The Internet of Things (IoT) is on the agenda of the Ministry of Defence (MoD) in a bid to remain ahead of enemy threats, according to Air Vice-Marshal Mark Neal.
The MoD's director of information systems and services, speaking at TechUK's Public Services 2030 Conference, said the defence of the IoT, among other technologies such as cloud computing, is a focus for the MoD.
"Things like the IoT may not be prevalent in the UK and public at large, but are very much part of the agenda within defence," he said at the event, attended by V3.
Potential threats can come in the form of cyber attacks aimed at networked devices with the goal of seizing control of command systems or stealing sensitive and valuable data as it travels between connected devices.
Neal explained that considering the IoT as a defence vector is part of the MoD's wider goal of using technology and digital information to "retain operational advantage" over potential threats.
"We need to be smarter at the manipulation of data and information than the other side," he said. "For me this is not an optional exercise. They [the enemy] are doing this anyway, and we need to able to respond like for like."
Neal said that the MoD and other public services need strong leadership from civil servants who champion the wider use of technology and data, something that is already happening in the military.
"In the military [the leadership] all talk about information being the lifeblood of the business. I think in style of defence we are changing, and the way you do that is through leadership," he said.
Part of this technology change is already happening in the British Army.

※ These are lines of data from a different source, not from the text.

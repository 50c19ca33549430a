use crate::{
    analyzer::{AnalysisContext, AnalyzerError, Suggestions, TableSymbol},
    ast::{Node, NodeKind},
    types::RuntimeType,
};

/// Wildcards and `::n` group links.
pub struct ProjectionResolver;

impl ProjectionResolver {
    pub fn check_wildcard(alias: Option<&str>, ctx: &AnalysisContext) -> Result<Node, AnalyzerError> {
        let scope = ctx.scope();
        if let Some(alias) = alias {
            if ctx.scopes.lookup(scope, alias).is_none() {
                let visible = ctx.scopes.visible_aliases(scope);
                return Err(AnalyzerError::UnknownAlias {
                    alias: alias.to_string(),
                    suggestions: Suggestions::for_name(alias, visible.iter().map(String::as_str), ctx.config),
                });
            }
        }
        Ok(Node::typed(NodeKind::Wildcard { alias: alias.map(str::to_string) }, RuntimeType::Void))
    }

    /// Replace wildcard fields by one field per column. Output names are bare
    /// column names for a single source and `alias.column` otherwise. With
    /// primitive validation on, non-primitive columns are left out.
    pub fn expand(fields: Vec<Node>, ctx: &mut AnalysisContext) -> Vec<Node> {
        let scope = ctx.scope();
        let qualify = ctx.scopes.symbols(scope).count() > 1;
        let mut out = Vec::with_capacity(fields.len());
        for field in fields {
            let alias = match field.as_field().map(|(expr, _)| &expr.kind) {
                Some(NodeKind::Wildcard { alias }) => alias.clone(),
                _ => {
                    out.push(field);
                    continue;
                }
            };
            let sources: Vec<TableSymbol> = match &alias {
                Some(a) => ctx.scopes.lookup(scope, a).cloned().into_iter().collect(),
                None => ctx.scopes.symbols(scope).cloned().collect(),
            };
            let columns = sources.iter().flat_map(|s| {
                s.columns.iter().filter_map(move |c| s.column(&c.name).map(|c| (s.alias.clone(), c.name, c.intended_type, c.ty)))
            });
            let keep_all = !ctx.config.validate_primitive_types;
            for (alias, name, intended_type, ty) in columns.filter(|c| keep_all || c.3.is_primitive_safe()) {
                ctx.mark_used(&alias, &name);
                let field_name = if qualify { format!("{}.{}", alias, name) } else { name.clone() };
                let expr = Node::typed(NodeKind::Column { alias, name, intended_type }, ty.clone());
                out.push(Node::typed(NodeKind::Field { expr: expr.into_box(), name: field_name }, ty));
            }
        }
        out
    }

    pub fn field_link(index: usize, ctx: &AnalysisContext) -> Result<Node, AnalyzerError> {
        let keys = &ctx.frame()?.info.group_keys;
        index
            .checked_sub(1)
            .and_then(|i| keys.get(i))
            .cloned()
            .ok_or(AnalyzerError::GroupFieldOutOfRange { index, count: keys.len() })
    }
}
use serde::Serialize;
use tracing::warn;

use crate::{
    analyzer::{AnalyzerError, ErrorKind},
    ast::Node,
};

#[derive(Debug, Clone, PartialEq, Serialize)]
pub struct Diagnostic {
    pub code: &'static str,
    pub kind: ErrorKind,
    pub message: String,
    /// Canonical text of the offending node
    pub node: String,
    pub suggestions: Vec<String>,
}

/// Collects recoverable errors so analysis can report all of them in one run.
#[derive(Debug, Clone, Default)]
pub struct DiagnosticSink {
    diagnostics: Vec<Diagnostic>,
}

impl DiagnosticSink {
    pub fn new() -> Self {
        Self::default()
    }

    pub fn record(&mut self, error: &AnalyzerError, node: &Node) {
        warn!(code = error.code(), node = %node, "{}", error);
        self.diagnostics.push(Diagnostic {
            code: error.code(),
            kind: error.kind(),
            message: error.to_string(),
            node: node.to_string(),
            suggestions: error.suggestions().to_vec(),
        });
    }

    pub fn diagnostics(&self) -> &[Diagnostic] {
        &self.diagnostics
    }

    pub fn len(&self) -> usize {
        self.diagnostics.len()
    }

    pub fn is_empty(&self) -> bool {
        self.diagnostics.is_empty()
    }

    pub fn merge(&mut self, other: DiagnosticSink) {
        self.diagnostics.extend(other.diagnostics);
    }

    pub fn into_diagnostics(self) -> Vec<Diagnostic> {
        self.diagnostics
    }
}
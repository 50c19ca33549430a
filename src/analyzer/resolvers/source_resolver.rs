use tracing::debug;

use crate::{
    analyzer::{AnalysisContext, AnalyzerError, OperatorResolver, Suggestions, TableSymbol},
    ast::{ApplyKind, JoinKind, Node, NodeKind},
    schema::TableDescriptor,
    types::RuntimeType,
};

/// Binds FROM sources, joins and applies into the current scope.
pub struct SourceResolver;

impl SourceResolver {
    pub fn bind_schema_from(
        schema_name: &str,
        method: &str,
        args: Vec<Node>,
        alias: Option<&str>,
        ctx: &mut AnalysisContext,
    ) -> Result<Node, AnalyzerError> {
        ctx.check_cancelled()?;
        let schema = ctx.schema(schema_name)?;
        let types: Vec<RuntimeType> = args.iter().map(|a| a.ty.clone()).collect();
        let table = schema.table(method, &types, ctx.cancel)?;

        let alias = match alias {
            Some(a) => a.to_string(),
            None => ctx.auto_alias(method),
        };
        debug!(schema = schema_name, table = %table.name, alias = %alias, columns = table.columns.len(), "source bound");
        let entity = table.entity_type.clone();
        ctx.define_source(TableSymbol::from_table(&alias, schema_name, &table), types)?;

        Ok(Node::typed(
            NodeKind::SchemaFrom { schema: schema_name.to_string(), method: method.to_string(), args, alias: Some(alias) },
            entity,
        ))
    }

    /// `APPLY a.Items x`: rows of an enumerable column of an earlier source.
    pub fn bind_property_from(source: &str, property: &str, alias: Option<&str>, ctx: &mut AnalysisContext) -> Result<Node, AnalyzerError> {
        ctx.check_cancelled()?;
        let scope = ctx.scope();
        let owner = ctx.scopes.lookup(scope, source).cloned().ok_or_else(|| {
            let visible = ctx.scopes.visible_aliases(scope);
            AnalyzerError::UnknownAlias {
                alias: source.to_string(),
                suggestions: Suggestions::for_name(source, visible.iter().map(String::as_str), ctx.config),
            }
        })?;
        let column = owner.column(property).ok_or_else(|| AnalyzerError::UnknownColumn {
            name: format!("{}.{}", source, property),
            suggestions: Suggestions::for_name(property, owner.column_names(), ctx.config),
        })?;
        let element = column.shape_type().unwrap_nullable().element_type().cloned().ok_or_else(|| {
            AnalyzerError::Unsupported(format!("'{}.{}' of type '{}' is not enumerable", source, column.name, column.ty))
        })?;

        let catalog = ctx.catalog();
        let mut table = TableDescriptor::new(column.name.clone(), element.clone());
        match &element {
            RuntimeType::Named(name) if catalog.get(name).is_some() && !catalog.is_dynamic(name) => {
                for prop in catalog.property_names(name) {
                    let ty = catalog.property(name, &prop).unwrap_or(RuntimeType::Object);
                    table = table.with_column(prop, ty);
                }
            }
            _ => table = table.with_column("Value", element.clone()),
        }

        let alias = match alias {
            Some(a) => a.to_string(),
            None => ctx.auto_alias(property),
        };
        ctx.mark_used(&owner.alias, &column.name);
        ctx.define_source(TableSymbol::from_table(&alias, &owner.schema, &table), Vec::new())?;

        Ok(Node::typed(
            NodeKind::PropertyFrom { source: owner.alias.clone(), property: column.name, alias: Some(alias) },
            element,
        ))
    }

    pub fn bind_join(kind: JoinKind, left: Node, right: Node, condition: Node, ctx: &mut AnalysisContext) -> Result<Node, AnalyzerError> {
        OperatorResolver::expect_bool("JOIN", &condition)?;
        match kind {
            JoinKind::Inner => {}
            JoinKind::LeftOuter => ctx.mark_nullable(&Self::aliases(&right))?,
            JoinKind::RightOuter => ctx.mark_nullable(&Self::aliases(&left))?,
        }
        Ok(Node::typed(
            NodeKind::Join { kind, left: left.into_box(), right: right.into_box(), condition: condition.into_box() },
            RuntimeType::Void,
        ))
    }

    pub fn bind_apply(kind: ApplyKind, left: Node, right: Node, ctx: &mut AnalysisContext) -> Result<Node, AnalyzerError> {
        if kind == ApplyKind::Outer {
            ctx.mark_nullable(&Self::aliases(&right))?;
        }
        Ok(Node::typed(NodeKind::Apply { kind, left: left.into_box(), right: right.into_box() }, RuntimeType::Void))
    }

    /// Aliases bound anywhere under a from-tree.
    pub fn aliases(from: &Node) -> Vec<String> {
        from.collect(|n| n.from_alias().is_some())
            .into_iter()
            .filter_map(|n| n.from_alias().map(str::to_string))
            .collect()
    }
}
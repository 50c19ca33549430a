use serde::Serialize;
use thiserror::Error;

use crate::{
    ast::StackUnderflow,
    methods::{ResolutionError, method_resolver::join_types},
    schema::SchemaError,
    types::RuntimeType,
};

#[derive(Debug, Clone, Copy, PartialEq, Eq, Hash, Serialize)]
pub enum ErrorKind {
    Binding,
    Resolution,
    Type,
    Structural,
    Cancelled,
    Schema,
}

fn suggest(suggestions: &[String]) -> String {
    if suggestions.is_empty() {
        String::new()
    } else {
        format!("; did you mean {}?", suggestions.join(", "))
    }
}

#[derive(Debug, Clone, PartialEq, Error)]
pub enum AnalyzerError {
    #[error("unknown column '{name}'{}", suggest(.suggestions))]
    UnknownColumn { name: String, suggestions: Vec<String> },
    #[error("unknown alias '{alias}'{}", suggest(.suggestions))]
    UnknownAlias { alias: String, suggestions: Vec<String> },
    #[error("type '{ty}' has no property '{property}'{}", suggest(.suggestions))]
    UnknownProperty { ty: RuntimeType, property: String, suggestions: Vec<String> },
    #[error("column '{name}' is ambiguous between sources [{}]", .aliases.join(", "))]
    AmbiguousColumn { name: String, aliases: Vec<String> },
    #[error("table '{table}' is not defined in schema '{schema}' for arguments ({args})")]
    TableNotDefined { schema: String, table: String, args: String },
    #[error("schema '{0}' is not defined")]
    SchemaNotDefined(String),
    #[error("alias '{0}' is already used")]
    DuplicateAlias(String),
    #[error("method '{method}' needs an alias when the query reads more than one source")]
    MissingAlias { method: String },

    #[error("no method {name}({args}) matches; known signatures: [{}]", .known.join("; "))]
    MethodNotFound { name: String, args: String, known: Vec<String> },
    #[error("call {name}({args}) is ambiguous between [{}]", .candidates.join("; "))]
    AmbiguousMethod { name: String, args: String, candidates: Vec<String> },
    #[error("field link ::{index} is out of range; the query groups by {count} key(s)")]
    GroupFieldOutOfRange { index: usize, count: usize },

    #[error("{clause} expression '{expr}' has non-primitive type '{ty}'")]
    NonPrimitiveType { clause: String, expr: String, ty: RuntimeType },
    #[error("'{expr}' of type '{ty}' cannot be indexed")]
    IndexerRequired { expr: String, ty: RuntimeType },
    #[error("{op} combines {left} column(s) with {right} column(s)")]
    SetOperatorColumnCount { op: String, left: usize, right: usize },
    #[error("{op} column {position} is '{left}' on the left and '{right}' on the right")]
    SetOperatorColumnType { op: String, position: usize, left: RuntimeType, right: RuntimeType },
    #[error("{op} requires at least one key column")]
    SetOperatorMissingKeys { op: String },
    #[error("{op} key '{key}' is not an output column of the left query")]
    SetOperatorUnknownKey { op: String, key: String },
    #[error("operator '{op}' cannot combine '{left}' and '{right}'")]
    OperatorTypeMismatch { op: String, left: RuntimeType, right: RuntimeType },
    #[error("{clause} expects a boolean, got '{expr}' of type '{ty}'")]
    ExpectedBoolean { clause: String, expr: String, ty: RuntimeType },
    #[error("literal {literal} cannot be read as '{target}'")]
    InvalidLiteral { literal: String, target: RuntimeType },
    #[error("column '{column}' must appear in GROUP BY or inside an aggregate")]
    NonGroupedColumn { column: String },

    #[error("expected {expected}, found '{found}'")]
    UnexpectedNode { expected: String, found: String },
    #[error("unsupported: {0}")]
    Unsupported(String),

    #[error("compilation was cancelled")]
    Cancelled,
    #[error("schema provider failed: {0}")]
    Provider(String),
}

impl AnalyzerError {
    pub fn kind(&self) -> ErrorKind {
        use AnalyzerError::*;
        match self {
            UnknownColumn { .. }
            | UnknownAlias { .. }
            | UnknownProperty { .. }
            | AmbiguousColumn { .. }
            | TableNotDefined { .. }
            | SchemaNotDefined(_)
            | DuplicateAlias(_)
            | MissingAlias { .. } => ErrorKind::Binding,
            MethodNotFound { .. } | AmbiguousMethod { .. } | GroupFieldOutOfRange { .. } => ErrorKind::Resolution,
            NonPrimitiveType { .. }
            | IndexerRequired { .. }
            | SetOperatorColumnCount { .. }
            | SetOperatorColumnType { .. }
            | SetOperatorMissingKeys { .. }
            | SetOperatorUnknownKey { .. }
            | OperatorTypeMismatch { .. }
            | ExpectedBoolean { .. }
            | InvalidLiteral { .. }
            | NonGroupedColumn { .. } => ErrorKind::Type,
            UnexpectedNode { .. } | Unsupported(_) => ErrorKind::Structural,
            Cancelled => ErrorKind::Cancelled,
            Provider(_) => ErrorKind::Schema,
        }
    }

    /// Stable diagnostic code.
    pub fn code(&self) -> &'static str {
        use AnalyzerError::*;
        match self {
            UnknownColumn { .. } => "QRW101",
            UnknownAlias { .. } => "QRW102",
            UnknownProperty { .. } => "QRW103",
            AmbiguousColumn { .. } => "QRW104",
            TableNotDefined { .. } => "QRW105",
            SchemaNotDefined(_) => "QRW106",
            DuplicateAlias(_) => "QRW107",
            MissingAlias { .. } => "QRW108",
            MethodNotFound { .. } => "QRW201",
            AmbiguousMethod { .. } => "QRW202",
            GroupFieldOutOfRange { .. } => "QRW203",
            NonPrimitiveType { .. } => "QRW301",
            IndexerRequired { .. } => "QRW302",
            SetOperatorColumnCount { .. } => "QRW303",
            SetOperatorColumnType { .. } => "QRW304",
            SetOperatorMissingKeys { .. } => "QRW305",
            SetOperatorUnknownKey { .. } => "QRW306",
            OperatorTypeMismatch { .. } => "QRW307",
            ExpectedBoolean { .. } => "QRW308",
            InvalidLiteral { .. } => "QRW309",
            NonGroupedColumn { .. } => "QRW310",
            UnexpectedNode { .. } => "QRW401",
            Unsupported(_) => "QRW402",
            Cancelled => "QRW500",
            Provider(_) => "QRW600",
        }
    }

    /// Binding, resolution and type errors can be recorded in a sink and
    /// analysis continues past them.
    pub fn is_recoverable(&self) -> bool {
        matches!(self.kind(), ErrorKind::Binding | ErrorKind::Resolution | ErrorKind::Type)
    }

    pub fn suggestions(&self) -> &[String] {
        match self {
            AnalyzerError::UnknownColumn { suggestions, .. }
            | AnalyzerError::UnknownAlias { suggestions, .. }
            | AnalyzerError::UnknownProperty { suggestions, .. } => suggestions,
            _ => &[],
        }
    }

    pub fn unexpected(expected: &str, found: impl ToString) -> Self {
        AnalyzerError::UnexpectedNode { expected: expected.to_string(), found: found.to_string() }
    }
}

impl From<ResolutionError> for AnalyzerError {
    fn from(err: ResolutionError) -> Self {
        match err {
            ResolutionError::NotFound { name, args, known } => AnalyzerError::MethodNotFound { name, args: join_types(&args), known },
            ResolutionError::Ambiguous { name, args, candidates } => {
                AnalyzerError::AmbiguousMethod { name, args: join_types(&args), candidates }
            }
        }
    }
}

impl From<SchemaError> for AnalyzerError {
    fn from(err: SchemaError) -> Self {
        match err {
            SchemaError::SchemaNotFound(name) => AnalyzerError::SchemaNotDefined(name),
            SchemaError::TableNotFound { schema, table, args } => AnalyzerError::TableNotDefined { schema, table, args },
            SchemaError::Cancelled => AnalyzerError::Cancelled,
            SchemaError::Provider(message) => AnalyzerError::Provider(message),
        }
    }
}

impl From<StackUnderflow> for AnalyzerError {
    fn from(err: StackUnderflow) -> Self {
        AnalyzerError::unexpected("an operand", err.0)
    }
}

#[cfg(test)]
mod tests {
    use super::*;

    #[test]
    fn messages_carry_suggestions() {
        let err = AnalyzerError::UnknownColumn { name: "Nme".into(), suggestions: vec!["Name".into()] };
        assert_eq!(err.to_string(), "unknown column 'Nme'; did you mean Name?");
        assert_eq!(err.code(), "QRW101");
        assert!(err.is_recoverable());
    }

    #[test]
    fn schema_errors_convert() {
        let err: AnalyzerError = SchemaError::Cancelled.into();
        assert_eq!(err.kind(), ErrorKind::Cancelled);
        assert!(!err.is_recoverable());
        let err: AnalyzerError = SchemaError::SchemaNotFound("#git".into()).into();
        assert_eq!(err, AnalyzerError::SchemaNotDefined("#git".into()));
    }
}
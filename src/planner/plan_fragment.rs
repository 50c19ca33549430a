use crate::{
    ast::{BinaryOp, InternalQuery, Node, NodeKind},
    schema::ColumnInfo,
    types::RuntimeType,
};

/// Statements materializing one query or set-operator result into `result`.
#[derive(Debug, Clone, PartialEq)]
pub struct PlanFragment {
    pub statements: Vec<Node>,
    pub result: String,
    /// Output `Field`s of the result table
    pub fields: Vec<Node>,
    /// Source names the result is built from, used to name derived tables
    pub base: String,
    /// The last two statements create `result` and fill it from one query,
    /// so that query may be redirected into another table
    pub retargetable: bool,
}

impl PlanFragment {
    pub fn field_names(&self) -> Vec<String> {
        self.fields.iter().filter_map(|f| f.as_field().map(|(_, n)| n.to_string())).collect()
    }

    /// Expressions the final query of this fragment writes for `positions`.
    pub fn values_at(&self, positions: &[usize]) -> Vec<Node> {
        let fields = match self.statements.last().map(|s| &s.kind) {
            Some(NodeKind::InternalQuery(q)) if self.retargetable => q.select.as_slice(),
            _ => return positions.iter().filter_map(|p| self.fields.get(*p)).map(|f| Self::read_back(&self.result, f)).collect(),
        };
        positions.iter().filter_map(|p| fields.get(*p)).filter_map(|f| f.as_field().map(|(e, _)| e.clone())).collect()
    }

    /// Column of `table` holding `field`.
    pub fn read_back(table: &str, field: &Node) -> Node {
        let name = field.as_field().map(|(_, n)| n.to_string()).unwrap_or_else(|| field.to_string());
        Node::typed(NodeKind::Column { alias: table.to_string(), name, intended_type: None }, field.ty.clone())
    }
}

pub fn create_table(name: &str, fields: &[Node], keys: Vec<String>, for_grouping: bool) -> Node {
    let columns = fields
        .iter()
        .enumerate()
        .filter_map(|(index, f)| f.as_field().map(|(_, n)| ColumnInfo::new(n, index, f.ty.clone())))
        .collect();
    Node::typed(NodeKind::CreateTable { name: name.to_string(), columns, keys, for_grouping }, RuntimeType::Void)
}

pub fn internal_query(query: InternalQuery) -> Node {
    Node::typed(NodeKind::InternalQuery(Box::new(query)), RuntimeType::Void)
}

pub fn in_memory(table: &str) -> Node {
    Node::typed(NodeKind::InMemoryFrom { table: table.to_string(), alias: table.to_string() }, RuntimeType::Void)
}

pub fn and(left: Option<Node>, right: Node) -> Node {
    match left {
        Some(left) => {
            Node::typed(NodeKind::Binary { op: BinaryOp::And, left: left.into_box(), right: right.into_box() }, RuntimeType::Bool)
        }
        None => right,
    }
}

/// `Field`s reading every column of `table` back under the same names.
pub fn read_all(table: &str, fields: &[Node]) -> Vec<Node> {
    fields
        .iter()
        .filter_map(|f| {
            let (_, name) = f.as_field()?;
            let expr = PlanFragment::read_back(table, f);
            Some(Node::typed(NodeKind::Field { expr: expr.into_box(), name: name.to_string() }, f.ty.clone()))
        })
        .collect()
}
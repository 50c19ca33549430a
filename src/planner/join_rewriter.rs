use tracing::debug;

use crate::{
    analyzer::{AnalyzerError, QueryInfo},
    ast::{ApplyKind, InternalQuery, JoinKind, Node, NodeKind, rewrite},
    planner::{ColumnUsage, QueryParts, TableNamer, create_table, in_memory, internal_query},
    types::RuntimeType,
};

enum Link {
    Join { kind: JoinKind, condition: Node },
    Apply(ApplyKind),
}

struct Step {
    link: Link,
    right: Node,
}

/// Result of decomposing a multi-source FROM.
#[derive(Debug, Clone)]
pub struct JoinRewrite {
    /// Source downstream clauses read from
    pub from: Node,
    pub statements: Vec<Node>,
    /// Table of the last step and the aliases merged into it
    pub table: Option<String>,
    pub aliases: Vec<String>,
}

impl JoinRewrite {
    /// Point columns of merged sources at the last step's table.
    pub fn remap(&self, expr: &Node) -> Result<Node, AnalyzerError> {
        match &self.table {
            Some(table) => remap_columns(expr, table, &self.aliases),
            None => Ok(expr.clone()),
        }
    }
}

/// `alias.column` read from a materialized table whose columns are named `alias.column`.
/// Whole rows live in a column named after the alias, so aliased calls move to `table.alias`.
fn remap_columns(expr: &Node, table: &str, aliases: &[String]) -> Result<Node, AnalyzerError> {
    rewrite(expr, |node: Node| -> Result<Node, AnalyzerError> {
        match node.kind {
            NodeKind::Column { alias, name, intended_type } if aliases.contains(&alias) => Ok(Node::typed(
                NodeKind::Column { alias: table.to_string(), name: format!("{}.{}", alias, name), intended_type },
                node.ty,
            )),
            NodeKind::SourceRow { alias } if aliases.contains(&alias) => {
                Ok(Node::typed(NodeKind::Column { alias: table.to_string(), name: alias, intended_type: None }, node.ty))
            }
            NodeKind::Method { alias: Some(alias), name, args, binding } if aliases.contains(&alias) => Ok(Node::typed(
                NodeKind::Method { alias: Some(format!("{}.{}", table, alias)), name, args, binding },
                node.ty,
            )),
            kind => Ok(Node::typed(kind, node.ty)),
        }
    })
}

fn alias_of(source: &Node) -> Result<String, AnalyzerError> {
    source.from_alias().map(str::to_string).ok_or_else(|| AnalyzerError::unexpected("an aliased source", source))
}

/// Decomposes joins and applies into a left-deep chain of pairwise steps,
/// each materialized into a table holding only the columns read later.
pub struct JoinRewriter;

impl JoinRewriter {
    fn flatten(from: &Node) -> Result<(Node, Vec<Step>), AnalyzerError> {
        let mut steps = Vec::new();
        let mut node = from;
        loop {
            match &node.kind {
                NodeKind::Join { kind, left, right, condition } => {
                    steps.push(Step { link: Link::Join { kind: *kind, condition: condition.as_ref().clone() }, right: right.as_ref().clone() });
                    node = left;
                }
                NodeKind::Apply { kind, left, right } => {
                    steps.push(Step { link: Link::Apply(*kind), right: right.as_ref().clone() });
                    node = left;
                }
                NodeKind::SchemaFrom { .. } | NodeKind::PropertyFrom { .. } | NodeKind::InMemoryFrom { .. } => break,
                _ => return Err(AnalyzerError::unexpected("a source", node)),
            }
        }
        steps.reverse();
        if let Some(step) = steps.iter().find(|s| matches!(s.right.kind, NodeKind::Join { .. } | NodeKind::Apply { .. })) {
            return Err(AnalyzerError::Unsupported(format!("nested source '{}' on the right of a join", step.right)));
        }
        Ok((node.clone(), steps))
    }

    fn property_type(info: &QueryInfo, alias: &str, property: &str) -> RuntimeType {
        info.sources
            .get(alias)
            .and_then(|s| s.columns.iter().find(|c| c.name == property))
            .map(|c| c.ty.clone())
            .unwrap_or(RuntimeType::Object)
    }

    fn entity_type(info: &QueryInfo, alias: &str) -> RuntimeType {
        info.sources.get(alias).map(|s| s.entity.clone()).unwrap_or(RuntimeType::Object)
    }

    /// Columns each step must carry: whatever the query body, later join
    /// conditions or later applies still read.
    fn needed_after(steps: &[Step], parts: &QueryParts, info: &QueryInfo) -> Vec<ColumnUsage> {
        let mut needed = vec![ColumnUsage::new(); steps.len()];
        let mut acc = ColumnUsage::of(parts.expressions());
        for (i, step) in steps.iter().enumerate().rev() {
            needed[i] = acc.clone();
            if let Link::Join { condition, .. } = &step.link {
                acc.add(condition);
            }
            if let NodeKind::PropertyFrom { source, property, .. } = &step.right.kind {
                acc.insert(source, property, Self::property_type(info, source, property));
            }
        }
        needed
    }

    pub fn rewrite(parts: &QueryParts, info: &QueryInfo, namer: &mut TableNamer) -> Result<JoinRewrite, AnalyzerError> {
        let (first, steps) = Self::flatten(&parts.from)?;
        let mut aliases = vec![alias_of(&first)?];
        if steps.is_empty() {
            return Ok(JoinRewrite { from: first, statements: Vec::new(), table: None, aliases });
        }

        let needed = Self::needed_after(&steps, parts, info);
        let mut statements = Vec::with_capacity(steps.len() * 2);
        let mut base = TableNamer::source_name(&first);
        let mut left = first;
        let mut previous: Option<String> = None;

        for (step, needed) in steps.into_iter().zip(needed) {
            let merged = aliases.len();
            let read = |expr: &Node| match &previous {
                Some(table) => remap_columns(expr, table, &aliases[..merged]),
                None => Ok(expr.clone()),
            };

            let right = match (&step.right.kind, &previous) {
                (NodeKind::PropertyFrom { source, property, alias }, Some(table)) if aliases.contains(source) => Node::typed(
                    NodeKind::PropertyFrom { source: table.clone(), property: format!("{}.{}", source, property), alias: alias.clone() },
                    step.right.ty.clone(),
                ),
                _ => step.right.clone(),
            };
            let right_alias = alias_of(&step.right)?;
            base = format!("{}_{}", base, TableNamer::source_name(&step.right));

            let source = match step.link {
                Link::Join { kind, condition } => Node::typed(
                    NodeKind::JoinStep { kind, left: left.into_box(), right: right.into_box(), condition: read(&condition)?.into_box() },
                    RuntimeType::Void,
                ),
                Link::Apply(kind) => Node::typed(NodeKind::ApplyStep { kind, left: left.into_box(), right: right.into_box() }, RuntimeType::Void),
            };

            let mut fields = Vec::new();
            for alias in aliases.iter().chain(std::iter::once(&right_alias)) {
                for (column, ty) in needed.columns(alias) {
                    let expr = Node::typed(NodeKind::Column { alias: alias.clone(), name: column.to_string(), intended_type: None }, ty.clone());
                    let name = format!("{}.{}", alias, column);
                    fields.push(Node::typed(NodeKind::Field { expr: read(&expr)?.into_box(), name }, ty.clone()));
                }
                if needed.reads_row(alias) {
                    let ty = Self::entity_type(info, alias);
                    let row = Node::typed(NodeKind::SourceRow { alias: alias.clone() }, ty.clone());
                    fields.push(Node::typed(NodeKind::Field { expr: read(&row)?.into_box(), name: alias.clone() }, ty));
                }
            }

            let table = namer.name(&[base.as_str(), "joined"]);
            debug!(table = %table, columns = fields.len(), "join step");
            statements.push(create_table(&table, &fields, Vec::new(), false));
            statements.push(internal_query(InternalQuery::new(&table, source, fields)));

            aliases.push(right_alias);
            left = in_memory(&table);
            previous = Some(table);
        }

        Ok(JoinRewrite { from: left, statements, table: previous, aliases })
    }
}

Craig Collins, head of systems development for ICS Ops at Army HQ, said at the V3 Enterprise Mobility Summit that the military is considering the role of mobile technology in IT operations owing to the rapid evolution and adoption of consumer gadgets.
The MoD is not alone in considering the IoT's impact on national security. The US Federal Trade Commission warned at CES in January that the IoT poses serious security risks.